Griffey sounded humbled by the honor when he spoke on Friday, in part because his number will hang next to Jackie Robinson's No. 42 - retired throughout baseball - as the only numbers honored at Safeco Field.
''An organization has to feel that it's worthy and I know there are certain criteria that have to be met to even be mentioned and for a team to do that is the ultimate sign of respect for what you did on the field. It's overwhelming, humbling because of the guy, the number I'm going up next to, who basically sacrificed his life for guys to play and that's Jackie Robinson,'' Griffey said. ''It's a weird feeling because of what he's done and to allow pretty much everyone to play this game. And I'm going to be right next to him, so I haven't really had a total grasp on it.''
Seattle is pulling out all the stops for Griffey's final honor of the summer, including commemorative hats, bases and balls for the games. Saturday's retirement program could run as long as an hour in front of what could be the largest crowd ever at Safeco Field.
Griffey started Friday by raising a No. 24 flag atop the Space Needle that will fly through the weekend, then spent time in the afternoon posing for pictures with Mariners staff next to his Hall of Fame plaque that is on display. Even former teammate Edgar Martinez, now Seattle's hitting coach, had his picture taken with the plaque in the Mariners' clubhouse.

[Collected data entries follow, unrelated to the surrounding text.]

//! 核心模块
//!
//! - `error` - 错误类型定义
//! - `macros` - 通用宏

pub mod error;
#[macro_use]
pub mod macros;

pub use error::{MotionError, MotionResult, StorageError, StorageResult};
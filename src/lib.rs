//! # Adaptive Motion
//!
//! Device-aware animation policy: decides which animations run, and for how
//! long, based on the device's capabilities, the user's stored preferences,
//! the system "reduce motion" setting and the live frame rate.
//!
//! ## Pipeline
//!
//! - **Probe**: best-effort environment signals (graphics acceleration, memory,
//!   cores, network, battery) with conservative fallbacks
//! - **Score / Tier / Policy**: a 0-100 score, a low/medium/high tier and a
//!   recommended animation policy
//! - **Preferences**: persisted user choices, auto-populated once from the policy
//! - **Adaptive**: frame-rate monitoring that temporarily degrades animations
//! - **Gate**: the per-animation decision consumed by the UI layer
//!
//! ### Example
//!
//! ```ignore
//! use adaptive_motion::{AnimationWeight, MotionConfig, MotionManager};
//! use std::time::Duration;
//!
//! let mut manager = MotionManager::with_config(MotionConfig::load_or_default());
//! let prober = manager.prober();
//! manager.detect(&prober).await;
//!
//! if manager.should_animate(AnimationWeight::Decorative) {
//!     let duration = manager.scale_duration(Duration::from_millis(300));
//! }
//! ```
//!
//! ## Modules
//!
//! - [`performance`]: scoring, tiers and policy
//! - [`preferences`]: user preferences and storage
//! - [`adaptive`]: live frame-rate adaptation
//! - [`gate`]: animation decisions
//! - [`manager`]: orchestration

/// Core error types and macros
pub mod core;
/// Configuration system
pub mod config;
/// Device performance scoring, tiers and animation policy
pub mod performance;
/// User preferences, persistence and the system reduced-motion signal
pub mod preferences;
/// Frame-rate driven adaptation
pub mod adaptive;
/// Per-animation gating decisions
pub mod gate;
/// Orchestration of detection, preferences and adaptation
pub mod manager;

/// Device capability probing
pub use adaptive_motion_hardware as hardware;

pub use adaptive::{AdaptiveEvent, AdaptiveMode, AdaptiveMonitor, AdaptiveStats, FrameRateMeter};
pub use config::{ConfigError, ConfigResult, MotionConfig};
pub use crate::core::{MotionError, MotionResult, StorageError, StorageResult};
pub use gate::{AnimationDecision, AnimationGate, AnimationWeight, Easing, Motion, Transition};
pub use adaptive_motion_hardware::{CapabilityProber, DeviceCapabilities, NetworkClass};
pub use manager::{open_storage, MotionManager};
pub use performance::{
    performance_score, AnimationPolicy, PerformanceMode, PerformanceReport, PerformanceTier,
};
pub use preferences::{
    ConfigurationState, KeyValueStorage, PreferenceStore, PreferenceUpdate, UserPreferences,
};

Griffey has not watched the television replay of his emotional Hall of Fame speech and doesn't intend to soon. In the days since the speech - where he took numerous breaks to try and control his emotions - Griffey said the most constant message he's received is ''we finally get to know who you are.''
''I said, `You all did. I played baseball. I played center field,''' Griffey said. ''They're all, `No, you were a little different in your speech.'''
And he didn't expect his speech on Saturday to be any easier to deliver.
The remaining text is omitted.